Task input: Begin
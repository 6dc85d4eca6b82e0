//! Runtime values flowing through translation and shaping.

use std::cmp::Ordering;
use std::fmt;

use chrono::{DateTime, Datelike, Timelike, Utc};
use indexmap::IndexMap;
use prax_model::ScalarKind;
use serde::{Deserialize, Serialize};
use smol_str::SmolStr;
use uuid::Uuid;

use crate::error::{QueryError, QueryResult};

/// Handle to an entity materialized into a context arena.
#[derive(Debug, Clone, Copy, PartialEq, Eq, Hash, PartialOrd, Ord, Serialize, Deserialize)]
pub struct EntityId(pub usize);

impl fmt::Display for EntityId {
    fn fmt(&self, f: &mut fmt::Formatter<'_>) -> fmt::Result {
        write!(f, "#{}", self.0)
    }
}

/// A loosely typed value.
#[derive(Debug, Clone, PartialEq, Serialize, Deserialize)]
pub enum Value {
    /// Null value.
    Null,
    /// Boolean value.
    Bool(bool),
    /// 32-bit integer.
    Int32(i32),
    /// 64-bit integer.
    Int64(i64),
    /// 64-bit float.
    Double(f64),
    /// String value.
    String(String),
    /// UTC timestamp.
    DateTime(DateTime<Utc>),
    /// UUID.
    Uuid(Uuid),
    /// 12-byte document identifier.
    ObjectId([u8; 12]),
    /// Opaque bytes.
    Binary(Vec<u8>),
    /// Ordered list of values.
    List(Vec<Value>),
    /// Anonymous or named record built by a projection.
    Record {
        /// Record type name.
        type_name: SmolStr,
        /// Field values in declaration order.
        fields: IndexMap<SmolStr, Value>,
    },
    /// Reference to a materialized entity.
    Entity(EntityId),
}

impl Value {
    /// Check if this is a null value.
    pub fn is_null(&self) -> bool {
        matches!(self, Self::Null)
    }

    /// Short name of the value's variant, used in error messages.
    pub fn type_name(&self) -> &'static str {
        match self {
            Self::Null => "Null",
            Self::Bool(_) => "Bool",
            Self::Int32(_) => "Int32",
            Self::Int64(_) => "Int64",
            Self::Double(_) => "Double",
            Self::String(_) => "String",
            Self::DateTime(_) => "DateTime",
            Self::Uuid(_) => "Uuid",
            Self::ObjectId(_) => "ObjectId",
            Self::Binary(_) => "Binary",
            Self::List(_) => "List",
            Self::Record { .. } => "Record",
            Self::Entity(_) => "Entity",
        }
    }

    /// Get a boolean.
    pub fn as_bool(&self) -> Option<bool> {
        match self {
            Self::Bool(b) => Some(*b),
            _ => None,
        }
    }

    /// Get any integer as `i64`.
    pub fn as_i64(&self) -> Option<i64> {
        match self {
            Self::Int32(v) => Some(i64::from(*v)),
            Self::Int64(v) => Some(*v),
            _ => None,
        }
    }

    /// Get any number as `f64`.
    pub fn as_f64(&self) -> Option<f64> {
        match self {
            Self::Int32(v) => Some(f64::from(*v)),
            Self::Int64(v) => Some(*v as f64),
            Self::Double(v) => Some(*v),
            _ => None,
        }
    }

    /// Get a string slice.
    pub fn as_str(&self) -> Option<&str> {
        match self {
            Self::String(s) => Some(s),
            _ => None,
        }
    }

    /// Get a list.
    pub fn as_list(&self) -> Option<&[Value]> {
        match self {
            Self::List(items) => Some(items),
            _ => None,
        }
    }

    /// Get an entity handle.
    pub fn as_entity(&self) -> Option<EntityId> {
        match self {
            Self::Entity(id) => Some(*id),
            _ => None,
        }
    }

    /// Get a record field.
    pub fn field(&self, name: &str) -> Option<&Value> {
        match self {
            Self::Record { fields, .. } => fields.get(name),
            _ => None,
        }
    }

    /// Check if the value is numeric.
    pub fn is_numeric(&self) -> bool {
        matches!(self, Self::Int32(_) | Self::Int64(_) | Self::Double(_))
    }

    /// Hex form of an object id.
    pub fn object_id_hex(bytes: &[u8; 12]) -> String {
        bytes.iter().map(|b| format!("{:02x}", b)).collect()
    }

    /// Parse a 24-character hex object id.
    pub fn parse_object_id(hex: &str) -> Option<[u8; 12]> {
        if hex.len() != 24 || !hex.is_ascii() {
            return None;
        }
        let mut bytes = [0u8; 12];
        for (i, byte) in bytes.iter_mut().enumerate() {
            *byte = u8::from_str_radix(&hex[i * 2..i * 2 + 2], 16).ok()?;
        }
        Some(bytes)
    }

    /// Default value of a scalar kind.
    ///
    /// Nullable kinds and reference-like kinds default to null.
    pub fn default_for(kind: ScalarKind, nullable: bool) -> Value {
        if nullable {
            return Value::Null;
        }
        match kind {
            ScalarKind::Bool => Value::Bool(false),
            ScalarKind::Int32 => Value::Int32(0),
            ScalarKind::Int64 => Value::Int64(0),
            ScalarKind::Double => Value::Double(0.0),
            ScalarKind::Uuid => Value::Uuid(Uuid::nil()),
            ScalarKind::ObjectId => Value::ObjectId([0; 12]),
            ScalarKind::String
            | ScalarKind::DateTime
            | ScalarKind::Binary
            | ScalarKind::Vector => Value::Null,
        }
    }

    /// Convert the value to the given scalar kind.
    ///
    /// Performs numeric widening and narrowing (when lossless), and parses
    /// strings into object ids and UUIDs. Null converts to null.
    pub fn coerce(self, kind: ScalarKind) -> QueryResult<Value> {
        let converted = match (kind, self) {
            (_, Value::Null) => Some(Value::Null),
            (ScalarKind::Bool, v @ Value::Bool(_)) => Some(v),
            (ScalarKind::Int32, v @ Value::Int32(_)) => Some(v),
            (ScalarKind::Int32, Value::Int64(v)) => i32::try_from(v).ok().map(Value::Int32),
            (ScalarKind::Int32, Value::Double(v)) if v.fract() == 0.0 => {
                (v >= f64::from(i32::MIN) && v <= f64::from(i32::MAX)).then(|| Value::Int32(v as i32))
            }
            (ScalarKind::Int64, Value::Int32(v)) => Some(Value::Int64(i64::from(v))),
            (ScalarKind::Int64, v @ Value::Int64(_)) => Some(v),
            (ScalarKind::Int64, Value::Double(v)) if v.fract() == 0.0 => Some(Value::Int64(v as i64)),
            (ScalarKind::Double, v) if v.is_numeric() => v.as_f64().map(Value::Double),
            (ScalarKind::String, v @ Value::String(_)) => Some(v),
            (ScalarKind::DateTime, v @ Value::DateTime(_)) => Some(v),
            (ScalarKind::Uuid, v @ Value::Uuid(_)) => Some(v),
            (ScalarKind::Uuid, Value::String(s)) => Uuid::parse_str(&s).ok().map(Value::Uuid),
            (ScalarKind::ObjectId, v @ Value::ObjectId(_)) => Some(v),
            (ScalarKind::ObjectId, Value::String(s)) => {
                Value::parse_object_id(&s).map(Value::ObjectId)
            }
            (ScalarKind::Binary, v @ Value::Binary(_)) => Some(v),
            (ScalarKind::Vector, Value::List(items)) => items
                .into_iter()
                .map(|i| i.as_f64().map(Value::Double))
                .collect::<Option<Vec<_>>>()
                .map(Value::List),
            (_, other) => {
                return Err(QueryError::invalid_data_type(format!(
                    "Cannot convert {} value `{}` to {}",
                    other.type_name(),
                    other,
                    kind
                )));
            }
        };

        converted.ok_or_else(|| {
            QueryError::invalid_data_type(format!("Value is out of range for {}", kind))
        })
    }

    /// Compare two values of compatible types.
    ///
    /// Numbers compare across integer and float kinds. Returns `None` for
    /// incomparable pairs, including anything compared with null.
    pub fn compare(&self, other: &Value) -> Option<Ordering> {
        match (self, other) {
            (Value::Int32(a), Value::Int32(b)) => Some(a.cmp(b)),
            (a, b) if a.as_i64().is_some() && b.as_i64().is_some() => {
                Some(a.as_i64()?.cmp(&b.as_i64()?))
            }
            (a, b) if a.is_numeric() && b.is_numeric() => a.as_f64()?.partial_cmp(&b.as_f64()?),
            (Value::String(a), Value::String(b)) => Some(a.cmp(b)),
            (Value::Bool(a), Value::Bool(b)) => Some(a.cmp(b)),
            (Value::DateTime(a), Value::DateTime(b)) => Some(a.cmp(b)),
            (Value::Uuid(a), Value::Uuid(b)) => Some(a.cmp(b)),
            (Value::ObjectId(a), Value::ObjectId(b)) => Some(a.cmp(b)),
            _ => None,
        }
    }

    /// Equality that treats numbers of different kinds as equal when their values match.
    pub fn loose_eq(&self, other: &Value) -> bool {
        match (self, other) {
            (Value::Null, Value::Null) => true,
            (a, b) if a.is_numeric() && b.is_numeric() => a.compare(b) == Some(Ordering::Equal),
            (Value::List(a), Value::List(b)) => {
                a.len() == b.len() && a.iter().zip(b).all(|(x, y)| x.loose_eq(y))
            }
            (a, b) => a == b,
        }
    }

    /// Read a well-known member of a scalar value (`Length`, `Year`, ...).
    pub fn member(&self, name: &str) -> Option<Value> {
        match (self, name) {
            (Value::Record { fields, .. }, _) => fields.get(name).cloned(),
            (Value::String(s), "Length") => Some(Value::Int32(s.chars().count() as i32)),
            (Value::List(items), "Count" | "Length") => Some(Value::Int32(items.len() as i32)),
            (Value::DateTime(d), "Year") => Some(Value::Int32(d.year())),
            (Value::DateTime(d), "Month") => Some(Value::Int32(d.month() as i32)),
            (Value::DateTime(d), "Day") => Some(Value::Int32(d.day() as i32)),
            (Value::DateTime(d), "Hour") => Some(Value::Int32(d.hour() as i32)),
            (Value::DateTime(d), "Minute") => Some(Value::Int32(d.minute() as i32)),
            (Value::DateTime(d), "Second") => Some(Value::Int32(d.second() as i32)),
            _ => None,
        }
    }
}

impl fmt::Display for Value {
    fn fmt(&self, f: &mut fmt::Formatter<'_>) -> fmt::Result {
        match self {
            Value::Null => f.write_str("null"),
            Value::Bool(b) => write!(f, "{}", b),
            Value::Int32(v) => write!(f, "{}", v),
            Value::Int64(v) => write!(f, "{}L", v),
            Value::Double(v) => write!(f, "{}", v),
            Value::String(s) => write!(f, "{:?}", s),
            Value::DateTime(d) => write!(f, "{}", d.to_rfc3339()),
            Value::Uuid(u) => write!(f, "{}", u),
            Value::ObjectId(bytes) => write!(f, "ObjectId({})", Value::object_id_hex(bytes)),
            Value::Binary(bytes) => write!(f, "<{} bytes>", bytes.len()),
            Value::List(items) => {
                f.write_str("[")?;
                for (i, item) in items.iter().enumerate() {
                    if i > 0 {
                        f.write_str(", ")?;
                    }
                    write!(f, "{}", item)?;
                }
                f.write_str("]")
            }
            Value::Record { type_name, fields } => {
                write!(f, "{} {{ ", type_name)?;
                for (i, (name, value)) in fields.iter().enumerate() {
                    if i > 0 {
                        f.write_str(", ")?;
                    }
                    write!(f, "{} = {}", name, value)?;
                }
                f.write_str(" }")
            }
            Value::Entity(id) => write!(f, "Entity({})", id),
        }
    }
}

impl From<bool> for Value {
    fn from(v: bool) -> Self {
        Self::Bool(v)
    }
}

impl From<i32> for Value {
    fn from(v: i32) -> Self {
        Self::Int32(v)
    }
}

impl From<i64> for Value {
    fn from(v: i64) -> Self {
        Self::Int64(v)
    }
}

impl From<f32> for Value {
    fn from(v: f32) -> Self {
        Self::Double(f64::from(v))
    }
}

impl From<f64> for Value {
    fn from(v: f64) -> Self {
        Self::Double(v)
    }
}

impl From<String> for Value {
    fn from(v: String) -> Self {
        Self::String(v)
    }
}

impl From<&str> for Value {
    fn from(v: &str) -> Self {
        Self::String(v.to_string())
    }
}

impl From<DateTime<Utc>> for Value {
    fn from(v: DateTime<Utc>) -> Self {
        Self::DateTime(v)
    }
}

impl From<Uuid> for Value {
    fn from(v: Uuid) -> Self {
        Self::Uuid(v)
    }
}

impl<T: Into<Value>> From<Vec<T>> for Value {
    fn from(v: Vec<T>) -> Self {
        Self::List(v.into_iter().map(Into::into).collect())
    }
}

impl<T: Into<Value>> From<Option<T>> for Value {
    fn from(v: Option<T>) -> Self {
        v.map_or(Self::Null, Into::into)
    }
}

#[cfg(test)]
mod tests {
    use super::*;
    use chrono::TimeZone;

    #[test]
    fn test_coerce_widens_and_parses() {
        assert_eq!(Value::Int32(5).coerce(ScalarKind::Int64).unwrap(), Value::Int64(5));
        assert_eq!(Value::Int64(7).coerce(ScalarKind::Double).unwrap(), Value::Double(7.0));

        let oid = Value::from("5f1d7f3e9d3b2a0011223344")
            .coerce(ScalarKind::ObjectId)
            .unwrap();
        assert!(matches!(oid, Value::ObjectId(bytes) if bytes[0] == 0x5f && bytes[11] == 0x44));
    }

    #[test]
    fn test_coerce_rejects_incompatible() {
        let err = Value::from("abc").coerce(ScalarKind::Int32).unwrap_err();
        assert_eq!(err.code, crate::ErrorCode::InvalidDataType);
        assert!(Value::Int64(i64::MAX).coerce(ScalarKind::Int32).is_err());
    }

    #[test]
    fn test_compare_across_numeric_kinds() {
        assert_eq!(Value::Int32(3).compare(&Value::Double(3.5)), Some(Ordering::Less));
        assert_eq!(Value::Int64(3).compare(&Value::Int32(3)), Some(Ordering::Equal));
        assert!(Value::Int32(3).loose_eq(&Value::Int64(3)));
        assert_eq!(Value::Null.compare(&Value::Int32(1)), None);
    }

    #[test]
    fn test_scalar_members() {
        let date = Value::DateTime(Utc.with_ymd_and_hms(2024, 3, 9, 0, 0, 0).unwrap());
        assert_eq!(date.member("Year"), Some(Value::Int32(2024)));
        assert_eq!(Value::from("héllo").member("Length"), Some(Value::Int32(5)));
        assert_eq!(date.member("Nope"), None);
    }

    #[test]
    fn test_defaults() {
        assert_eq!(Value::default_for(ScalarKind::Int32, false), Value::Int32(0));
        assert_eq!(Value::default_for(ScalarKind::Int32, true), Value::Null);
        assert_eq!(Value::default_for(ScalarKind::String, false), Value::Null);
    }
}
Task input: End
Lines of the listing above that contain the word "float" should all be returned.

    /// 64-bit float.
    /// Numbers compare across integer and float kinds. Returns `None` for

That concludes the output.